[Start of section]

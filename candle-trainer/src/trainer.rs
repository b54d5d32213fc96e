//! Training loop implementation.

use crate::callbacks::{Callback, Checkpointer};
use crate::metrics::{scalar, Computation, Loss, Mean, MetricSet};
use crate::monitor::SeriesStore;
use crate::plot::{plot_metric, PlotFormat};
use crate::solver::UpdateRule;
use crate::{BatchSource, InputSpec, LightModule, TrainerConfig};
use candle::{Device, Result, Tensor};
use indicatif::{ProgressBar, ProgressStyle};
use std::fmt;
use std::path::{Path, PathBuf};

/// Epoch means keyed by `<metric>-<train|valid>`.
#[derive(Clone, Debug, Default, PartialEq)]
pub struct EpochResult {
    entries: Vec<(String, f64)>,
}

impl EpochResult {
    pub fn get(&self, key: &str) -> Option<f64> {
        self.entries.iter().find(|(k, _)| k == key).map(|(_, v)| *v)
    }

    pub fn iter(&self) -> impl Iterator<Item = (&str, f64)> {
        self.entries.iter().map(|(k, v)| (k.as_str(), *v))
    }

    pub fn keys(&self) -> impl Iterator<Item = &str> {
        self.entries.iter().map(|(k, _)| k.as_str())
    }

    pub fn len(&self) -> usize {
        self.entries.len()
    }

    pub fn is_empty(&self) -> bool {
        self.entries.is_empty()
    }
}

impl fmt::Display for EpochResult {
    fn fmt(&self, f: &mut fmt::Formatter<'_>) -> fmt::Result {
        for (idx, (key, value)) in self.entries.iter().enumerate() {
            if idx > 0 {
                f.write_str(", ")?;
            }
            write!(f, "{key}: {value:.5}")?;
        }
        Ok(())
    }
}

/// Results of one completed epoch of [`Trainer::run`].
#[derive(Clone, Debug)]
pub struct EpochSummary {
    /// Zero-based epoch index.
    pub epoch: usize,
    pub train: EpochResult,
    pub valid: Option<EpochResult>,
}

/// Metric values recorded for a single batch.
#[derive(Clone, Debug, Default)]
pub struct BatchValues {
    pub values: Vec<(String, f64)>,
}

impl BatchValues {
    pub fn get(&self, name: &str) -> Option<f64> {
        self.values.iter().find(|(n, _)| n == name).map(|(_, v)| *v)
    }
}

pub struct Trainer<M: LightModule, U: UpdateRule> {
    model: M,
    solver: U,
    inputs: Vec<InputSpec>,
    metrics: MetricSet,
    save_path: PathBuf,
    current_epoch: usize,
    device: Device,
    plot_format: PlotFormat,
    log_every_n_steps: usize,
    progress_bar: bool,
    series: SeriesStore,
    checkpointer: Checkpointer,
    callbacks: Vec<Box<dyn Callback>>,
}

impl<M: LightModule, U: UpdateRule> Trainer<M, U> {
    pub fn new(config: TrainerConfig, model: M, solver: U) -> Result<Self> {
        check_inputs(&config.inputs)?;
        let series = SeriesStore::open(&config.save_path)?;
        let checkpointer = Checkpointer::new(&config.save_path);
        Ok(Self {
            model,
            solver,
            inputs: config.inputs,
            metrics: config.metrics.sanitize(),
            save_path: config.save_path,
            current_epoch: config.current_epoch,
            device: config.device,
            plot_format: config.plot_format,
            log_every_n_steps: config.log_every_n_steps,
            progress_bar: config.progress_bar,
            series,
            checkpointer,
            callbacks: Vec::new(),
        })
    }

    pub fn with_callback(mut self, callback: impl Callback + 'static) -> Self {
        self.callbacks.push(Box::new(callback));
        self
    }

    pub fn model(&self) -> &M {
        &self.model
    }

    pub fn inputs(&self) -> &[InputSpec] {
        &self.inputs
    }

    pub fn metrics(&self) -> &MetricSet {
        &self.metrics
    }

    pub fn series(&self) -> &SeriesStore {
        &self.series
    }

    pub fn checkpointer(&self) -> &Checkpointer {
        &self.checkpointer
    }

    pub fn save_path(&self) -> &Path {
        &self.save_path
    }

    pub fn current_epoch(&self) -> usize {
        self.current_epoch
    }

    /// Rows per batch, the leading dimension of the first input.
    pub fn batch_size(&self) -> usize {
        self.inputs[0].batch_size().unwrap_or(0)
    }

    /// Swap in new placeholders and metrics, e.g. after rebuilding the graph.
    pub fn update_variables(&mut self, inputs: Vec<InputSpec>, metrics: MetricSet) -> Result<()> {
        check_inputs(&inputs)?;
        self.inputs = inputs;
        self.metrics = metrics.sanitize();
        Ok(())
    }

    /// Restore the newest snapshot in the save path and continue after it.
    pub fn resume(&mut self) -> Result<Option<usize>> {
        let Some(epoch) = self.checkpointer.latest()? else {
            return Ok(None);
        };
        self.checkpointer.load(self.model.varmap(), epoch)?;
        self.current_epoch = epoch;
        Ok(Some(epoch))
    }

    /// Train for `epochs` epochs, validating after each one when `valid` is given.
    pub fn run(
        &mut self,
        train: &mut dyn BatchSource,
        mut valid: Option<&mut dyn BatchSource>,
        epochs: usize,
    ) -> Result<Vec<EpochSummary>> {
        let num_train_batch = self.check_source(&*train, "training")?;
        let num_valid_batch = match valid.as_deref() {
            Some(v) => self.check_source(v, "validation")?,
            None => 0,
        };

        for cb in self.callbacks.iter_mut() {
            cb.on_fit_start()?;
        }

        let mut history = Vec::with_capacity(epochs);
        for _ in 0..epochs {
            let epoch = self.current_epoch;
            for cb in self.callbacks.iter_mut() {
                cb.on_epoch_start(epoch)?;
            }

            let train_result = self.run_one_epoch(num_train_batch, epoch, train, true, true)?;
            self.save_result(&train_result, false)?;

            let valid_result = match valid.as_deref_mut() {
                Some(v) => {
                    let result = self.run_one_epoch(num_valid_batch, epoch, v, false, false)?;
                    self.save_result(&result, false)?;
                    Some(result)
                }
                None => None,
            };

            self.save_fig()?;
            self.snapshot()?;

            match &valid_result {
                Some(v) => tracing::info!(epoch = epoch + 1, "{train_result}, {v}"),
                None => tracing::info!(epoch = epoch + 1, "{train_result}"),
            }

            let summary = EpochSummary {
                epoch,
                train: train_result,
                valid: valid_result,
            };
            for cb in self.callbacks.iter_mut() {
                cb.on_epoch_end(epoch, &summary)?;
            }
            history.push(summary);
            self.current_epoch += 1;

            if self.callbacks.iter().any(|cb| cb.should_stop()) {
                tracing::info!(epoch = epoch + 1, "stopping early");
                break;
            }
        }

        for cb in self.callbacks.iter_mut() {
            cb.on_fit_end()?;
        }
        Ok(history)
    }

    /// One validation pass against the last completed epoch.
    ///
    /// Series and plots are updated; snapshots and the epoch counter are not.
    pub fn evaluate(&mut self, valid: &mut dyn BatchSource) -> Result<EpochResult> {
        let num_valid_batch = self.check_source(&*valid, "validation")?;
        let epoch = self.current_epoch.saturating_sub(1);
        let result = self.run_one_epoch(num_valid_batch, epoch, valid, false, false)?;
        self.save_result(&result, true)?;
        self.save_fig()?;
        Ok(result)
    }

    /// Append `result` to the series, at `current_epoch + 1` after training
    /// or at `current_epoch` for a standalone evaluation.
    pub fn save_result(&mut self, result: &EpochResult, evaluate: bool) -> Result<()> {
        let index = if evaluate {
            self.current_epoch
        } else {
            self.current_epoch + 1
        };
        for (key, value) in result.iter() {
            self.series.add(key, index, value)?;
        }
        Ok(())
    }

    /// Redraw the learning curve of every metric that has a series.
    pub fn save_fig(&self) -> Result<Vec<PathBuf>> {
        let mut paths = Vec::new();
        for name in self.metrics.names() {
            if let Some(path) = plot_metric(&self.series, name, &self.save_path, self.plot_format)? {
                paths.push(path);
            }
        }
        Ok(paths)
    }

    /// Save all parameters as the snapshot of the epoch about to start.
    pub fn snapshot(&self) -> Result<PathBuf> {
        self.checkpointer.save(self.model.varmap(), self.current_epoch + 1)
    }

    fn check_source(&self, source: &dyn BatchSource, role: &str) -> Result<usize> {
        if source.num_variables() != self.inputs.len() {
            candle::bail!(
                "the {role} source yields {} variables but {} inputs are declared",
                source.num_variables(),
                self.inputs.len()
            );
        }
        let batch_size = self.batch_size();
        if source.batch_size() != batch_size {
            candle::bail!(
                "the {role} source has batch size {}, inputs expect {batch_size}",
                source.batch_size()
            );
        }
        Ok(source.size() / batch_size)
    }

    fn bind(&self, batch: Vec<Tensor>) -> Result<Vec<Tensor>> {
        if batch.len() != self.inputs.len() {
            candle::bail!("batch has {} arrays for {} inputs", batch.len(), self.inputs.len());
        }
        batch
            .into_iter()
            .zip(&self.inputs)
            .map(|(data, input)| {
                if data.shape() != &input.shape {
                    candle::bail!(
                        "input `{}` expects shape {:?}, got {:?}",
                        input.name,
                        input.shape,
                        data.shape()
                    );
                }
                data.to_device(&self.device)
            })
            .collect()
    }

    fn progress(&self, num_batch: usize) -> Result<ProgressBar> {
        if !self.progress_bar {
            return Ok(ProgressBar::hidden());
        }
        let style = ProgressStyle::with_template("{msg} [{bar:30}] {pos}/{len} {elapsed}")
            .map_err(|e| candle::Error::Msg(e.to_string()))?
            .progress_chars("=>-");
        Ok(ProgressBar::new(num_batch as u64).with_style(style))
    }

    fn run_one_epoch(
        &mut self,
        num_batch: usize,
        epoch: usize,
        source: &mut dyn BatchSource,
        train: bool,
        show_epoch: bool,
    ) -> Result<EpochResult> {
        let phase = if train { "train" } else { "valid" };
        let mut logger = vec![Mean::default(); self.metrics.len()];
        let progress = self.progress(num_batch)?;

        for batch_idx in 0..num_batch {
            let inputs = self.bind(source.next_batch()?)?;
            let step = self.model.forward(&inputs, train)?;
            let nodes = self
                .metrics
                .iter()
                .map(|(_, metric)| metric.forward(&step))
                .collect::<Result<Vec<_>>>()?;

            if train {
                let loss = match self.metrics.loss_position() {
                    Some(idx) => nodes[idx].clone(),
                    None => Loss.forward(&step)?,
                };
                self.solver.zero_grad();
                self.solver.backward(&loss)?;
                self.solver.update()?;
            }

            let mut values = BatchValues::default();
            for ((name, node), mean) in self.metrics.names().zip(&nodes).zip(logger.iter_mut()) {
                let value = scalar(node)?;
                mean.update(value);
                values.values.push((name.to_string(), value));
            }

            let mut description = Vec::with_capacity(logger.len() + 1);
            if show_epoch {
                description.push(format!("epoch: {}", epoch + 1));
            }
            for (name, mean) in self.metrics.names().zip(&logger) {
                description.push(format!("{phase} {name}: {:.5}", mean.compute()));
            }
            let description = description.join(", ");
            if self.log_every_n_steps > 0 && (batch_idx + 1) % self.log_every_n_steps == 0 {
                tracing::info!(batch = batch_idx + 1, num_batch, "{description}");
            }
            progress.set_message(description);
            progress.inc(1);

            if train {
                for cb in self.callbacks.iter_mut() {
                    cb.on_train_batch_end(batch_idx, &values)?;
                }
            }
        }
        progress.finish_and_clear();

        let entries = self
            .metrics
            .names()
            .zip(&logger)
            .map(|(name, mean)| (format!("{name}-{phase}"), mean.compute()))
            .collect();
        Ok(EpochResult { entries })
    }
}

fn check_inputs(inputs: &[InputSpec]) -> Result<()> {
    match inputs.first().map(InputSpec::batch_size) {
        None => candle::bail!("at least one input placeholder is required"),
        Some(None) | Some(Some(0)) => {
            candle::bail!("the first input must have a non-empty leading batch dimension")
        }
        Some(Some(_)) => Ok(()),
    }
}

[End of section]

**INSTRUCTIONS FOR THE TASK:**
Look through the data above. Copy every line with the string "first" in it.

**TASK OUTPUT:**
    /// Rows per batch, the leading dimension of the first input.
    match inputs.first().map(InputSpec::batch_size) {
            candle::bail!("the first input must have a non-empty leading batch dimension")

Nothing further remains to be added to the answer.